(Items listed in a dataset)
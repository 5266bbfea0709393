//! Defines the [`BlockDataStore`] trait, which describes the section-scoped
//! key/value store that the cosmology pipeline writes its predictions into,
//! and [`InMemoryBlock`], a simple implementation of it.
//!
//! Every value lives at a `(section, name)` key. Values are either scalars or
//! 1D arrays of floats. The typed accessors provided by the trait handle the
//! conversions (and produce errors that name the offending key), so that
//! implementors only need to provide existence checks and raw reads.

use std::collections::HashMap;

use serde::Deserialize;

use crate::Error;

/// A single value held by a [`BlockDataStore`]
#[derive(Clone, Debug, PartialEq, Deserialize)]
#[serde(untagged)]
pub enum BlockValue {
    Int(i64),
    Float(f64),
    FloatArray(Vec<f64>),
}

impl From<i64> for BlockValue {
    fn from(value: i64) -> Self {
        BlockValue::Int(value)
    }
}

impl From<f64> for BlockValue {
    fn from(value: f64) -> Self {
        BlockValue::Float(value)
    }
}

impl From<Vec<f64>> for BlockValue {
    fn from(value: Vec<f64>) -> Self {
        BlockValue::FloatArray(value)
    }
}

impl From<&[f64]> for BlockValue {
    fn from(value: &[f64]) -> Self {
        BlockValue::FloatArray(value.to_vec())
    }
}

/// The capability we need from the pipeline's data store
pub trait BlockDataStore {
    fn has_section(&self, section: &str) -> bool;

    fn has_value(&self, section: &str, name: &str) -> bool;

    /// Fetch the raw value stored at `(section, name)`.
    fn get(&self, section: &str, name: &str) -> Result<BlockValue, Error>;

    /// Fetch a non-negative integer (e.g. a bin count).
    fn get_int(&self, section: &str, name: &str) -> Result<usize, Error> {
        match self.get(section, name)? {
            BlockValue::Int(v) if v >= 0 => Ok(v as usize),
            _ => Err(Error::value_type(section, name, "a non-negative integer")),
        }
    }

    /// Fetch a scalar float. Integers are widened.
    fn get_f64(&self, section: &str, name: &str) -> Result<f64, Error> {
        match self.get(section, name)? {
            BlockValue::Float(v) => Ok(v),
            BlockValue::Int(v) => Ok(v as f64),
            BlockValue::FloatArray(_) => Err(Error::value_type(section, name, "a scalar")),
        }
    }

    /// Fetch a 1D array of floats.
    fn get_f64_array(&self, section: &str, name: &str) -> Result<Vec<f64>, Error> {
        match self.get(section, name)? {
            BlockValue::FloatArray(v) => Ok(v),
            _ => Err(Error::value_type(section, name, "an array of floats")),
        }
    }
}

/// A [`BlockDataStore`] that holds everything in memory.
///
/// This can be deserialized from a JSON object of objects, where the outer
/// keys are section names and the inner keys are value names.
#[derive(Clone, Debug, Default, Deserialize)]
#[serde(transparent)]
pub struct InMemoryBlock {
    sections: HashMap<String, HashMap<String, BlockValue>>,
}

impl InMemoryBlock {
    pub fn new() -> Self {
        Self::default()
    }

    /// Store `value` at `(section, name)`, creating the section if
    /// necessary. Any existing value is replaced.
    pub fn put(&mut self, section: &str, name: &str, value: impl Into<BlockValue>) {
        self.sections
            .entry(section.to_string())
            .or_default()
            .insert(name.to_string(), value.into());
    }

    /// Remove the value at `(section, name)`, returning it if it existed.
    pub fn remove(&mut self, section: &str, name: &str) -> Option<BlockValue> {
        self.sections.get_mut(section)?.remove(name)
    }
}

impl BlockDataStore for InMemoryBlock {
    fn has_section(&self, section: &str) -> bool {
        self.sections.contains_key(section)
    }

    fn has_value(&self, section: &str, name: &str) -> bool {
        self.sections
            .get(section)
            .is_some_and(|values| values.contains_key(name))
    }

    fn get(&self, section: &str, name: &str) -> Result<BlockValue, Error> {
        self.sections
            .get(section)
            .and_then(|values| values.get(name))
            .cloned()
            .ok_or_else(|| Error::missing_value(section, name))
    }
}
impl core::fmt::Display for ErrorKind {
    fn fmt(&self, f: &mut core::fmt::Formatter) -> core::fmt::Result {
        match *self {
            ErrorKind::AngleKind(ref err) => core::fmt::Display::fmt(err, f),
            ErrorKind::BlockShape(ref err) => core::fmt::Display::fmt(err, f),
            ErrorKind::Config(ref err) => core::fmt::Display::fmt(err, f),
            ErrorKind::Context(ref err) => core::fmt::Display::fmt(err, f),
            ErrorKind::EllSample(ref err) => core::fmt::Display::fmt(err, f),
            ErrorKind::EmptySpectrum(ref err) => core::fmt::Display::fmt(err, f),
            ErrorKind::EmptySpectrumList(ref err) => core::fmt::Display::fmt(err, f),
            ErrorKind::InterpolationDomain(ref err) => core::fmt::Display::fmt(err, f),
            ErrorKind::InterpolantKnots(ref err) => core::fmt::Display::fmt(err, f),
            ErrorKind::MissingTheory(ref err) => core::fmt::Display::fmt(err, f),
            ErrorKind::MissingValue(ref err) => core::fmt::Display::fmt(err, f),
            ErrorKind::NoiseParameter(ref err) => core::fmt::Display::fmt(err, f),
            ErrorKind::NoSpectra(ref err) => core::fmt::Display::fmt(err, f),
            ErrorKind::UnknownTypePair(ref err) => core::fmt::Display::fmt(err, f),
            ErrorKind::ValueType(ref err) => core::fmt::Display::fmt(err, f),
        }
    }
}

/// An error that occurs when a spectrum's angle axis isn't the multipole
///
/// Gaussian covariances (and the resampling onto `ell_sample`) are currently
/// only written for C_ell, not for real-space 2pt functions.
#[derive(Clone, Debug)]
struct AngleKindError {
    pair: String,
    angle_name: &'static str,
}

impl std::error::Error for AngleKindError {}

impl core::fmt::Display for AngleKindError {
    fn fmt(&self, f: &mut core::fmt::Formatter) -> core::fmt::Result {
        write!(
            f,
            "{} is tabulated against \"{}\"; only C_ell spectra (tabulated \
             against \"ell\") are supported",
            self.pair, self.angle_name
        )
    }
}

/// An error that occurs when a covariance kernel returns a block with the
/// wrong shape
#[derive(Clone, Debug)]
struct BlockShapeError {
    row_name: String,
    col_name: String,
    expected: [usize; 2],
    actual: [usize; 2],
}

impl std::error::Error for BlockShapeError {}

impl core::fmt::Display for BlockShapeError {
    fn fmt(&self, f: &mut core::fmt::Formatter) -> core::fmt::Result {
        write!(
            f,
            "the covariance block between {} and {} has shape {:?}. It \
             should have shape {:?}",
            self.row_name, self.col_name, self.actual, self.expected
        )
    }
}

#[derive(Clone, Debug)]
struct ConfigError {
    option: String,
    what: String,
}

impl std::error::Error for ConfigError {}

impl core::fmt::Display for ConfigError {
    fn fmt(&self, f: &mut core::fmt::Formatter) -> core::fmt::Result {
        let option = self.option.as_str();
        let what = self.what.as_str();
        write!(f, "problem with the \"{option}\" option: {what}")
    }
}

#[derive(Clone, Debug)]
struct ContextError {
    who: String,
    // TODO we probably want to handle this more carefully (the proper thing
    // to do is to probably chain errors)
    what: String,
}

impl std::error::Error for ContextError {}

impl core::fmt::Display for ContextError {
    fn fmt(&self, f: &mut core::fmt::Formatter) -> core::fmt::Result {
        let who = self.who.as_str();
        let what = self.what.as_str();
        write!(f, "problem with {who}: {what}")
    }
}

#[derive(Clone, Debug)]
struct EllSampleError(&'static str);

impl std::error::Error for EllSampleError {}

impl core::fmt::Display for EllSampleError {
    fn fmt(&self, f: &mut core::fmt::Formatter) -> core::fmt::Result {
        write!(f, "invalid ell_sample: {}", self.0)
    }
}

#[derive(Clone, Debug)]
struct EmptySpectrumError {
    name: String,
}

impl std::error::Error for EmptySpectrumError {}

impl core::fmt::Display for EmptySpectrumError {
    fn fmt(&self, f: &mut core::fmt::Formatter) -> core::fmt::Result {
        write!(
            f,
            "{} would have no rows. Every spectrum needs at least one bin pair \
             and one sample angle",
            self.name
        )
    }
}

#[derive(Clone, Debug)]
struct EmptySpectrumListError;

impl std::error::Error for EmptySpectrumListError {}

impl core::fmt::Display for EmptySpectrumListError {
    fn fmt(&self, f: &mut core::fmt::Formatter) -> core::fmt::Result {
        let msg = "can't assemble a covariance matrix from an empty list of spectra";
        f.write_str(msg)
    }
}

#[derive(Clone, Debug)]
struct InterpolationDomainError {
    x: f64,
    min: f64,
    max: f64,
}

impl std::error::Error for InterpolationDomainError {}

impl core::fmt::Display for InterpolationDomainError {
    fn fmt(&self, f: &mut core::fmt::Formatter) -> core::fmt::Result {
        write!(
            f,
            "can't interpolate at {}. The value should be no less than {} and \
             not exceed {} (extrapolation isn't supported)",
            self.x, self.min, self.max
        )
    }
}

#[derive(Clone, Debug)]
struct InterpolantKnotsError(&'static str);

impl std::error::Error for InterpolantKnotsError {}

impl core::fmt::Display for InterpolantKnotsError {
    fn fmt(&self, f: &mut core::fmt::Formatter) -> core::fmt::Result {
        core::fmt::Display::fmt(&self.0, f)
    }
}

/// An error that occurs when neither the direct nor the mirrored theory
/// prediction for a bin-pair can be found
#[derive(Clone, Debug)]
struct MissingTheoryError {
    section: String,
    name: String,
}

impl std::error::Error for MissingTheoryError {}
//! Container and database discovery.
//!
//! Discovery code builds tool commands, runs them through an
//! [`Executor`](crate::exec::Executor) and decodes the output with
//! [`crate::parse`]. It never looks at whether a target is local or remote.

use thiserror::Error;

use crate::exec::ExecError;
use crate::parse::NameRejection;

mod containers;
mod databases;
mod types;

pub use containers::ContainerDiscovery;
pub use databases::{CredentialAttempt, CredentialPlan, DatabaseDiscovery, DatabaseListing};
pub use types::{ContainerRecord, DatabaseRecord, LEGACY_ENCODING, LEGACY_OWNER, UNKNOWN_SIZE};

pub(crate) const DISCOVERY_TARGET: &str = "pgscout::discovery";

/// Errors surfaced by container and database discovery.
#[derive(Clone, Debug, Error, Eq, PartialEq)]
pub enum DiscoveryError {
    /// Every credential attempt failed, or the output was diagnostic text.
    #[error("discovery failed: {diagnostic}")]
    DiscoveryFailed {
        /// Most recent diagnostic text.
        diagnostic: String,
    },
    /// A caller-supplied name was unsafe to place in a command.
    #[error("invalid {kind} {value:?}: {reason}")]
    InvalidName {
        /// What the name identifies, for example `container` or `role`.
        kind: String,
        /// Rejected value.
        value: String,
        /// Why it was rejected.
        #[source]
        reason: NameRejection,
    },
    /// Command execution failed before any output could be judged.
    #[error(transparent)]
    Exec(#[from] ExecError),
}

impl DiscoveryError {
    /// Returns `true` when the next credential attempt may still succeed.
    ///
    /// Transport, spawn and cancellation failures are never retried.
    #[must_use]
    pub const fn is_retryable(&self) -> bool {
        matches!(
            self,
            Self::DiscoveryFailed { .. } | Self::Exec(ExecError::ExecutionFailed { .. })
        )
    }

    /// Diagnostic text carried by the error.
    #[must_use]
    pub fn diagnostic(&self) -> String {
        match self {
            Self::DiscoveryFailed { diagnostic }
            | Self::Exec(ExecError::ExecutionFailed { diagnostic, .. }) => diagnostic.clone(),
            other => other.to_string(),
        }
    }
}

pub(crate) fn require_valid(
    kind: &str,
    value: &str,
    check: impl FnOnce(&str) -> Result<(), NameRejection>,
) -> Result<(), DiscoveryError> {
    check(value).map_err(|reason| DiscoveryError::InvalidName {
        kind: kind.to_owned(),
        value: value.to_owned(),
        reason,
    })
}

Task to complete:
From the records above, report the number of lines that hold the string "never" and add nothing.

Result of the task:
2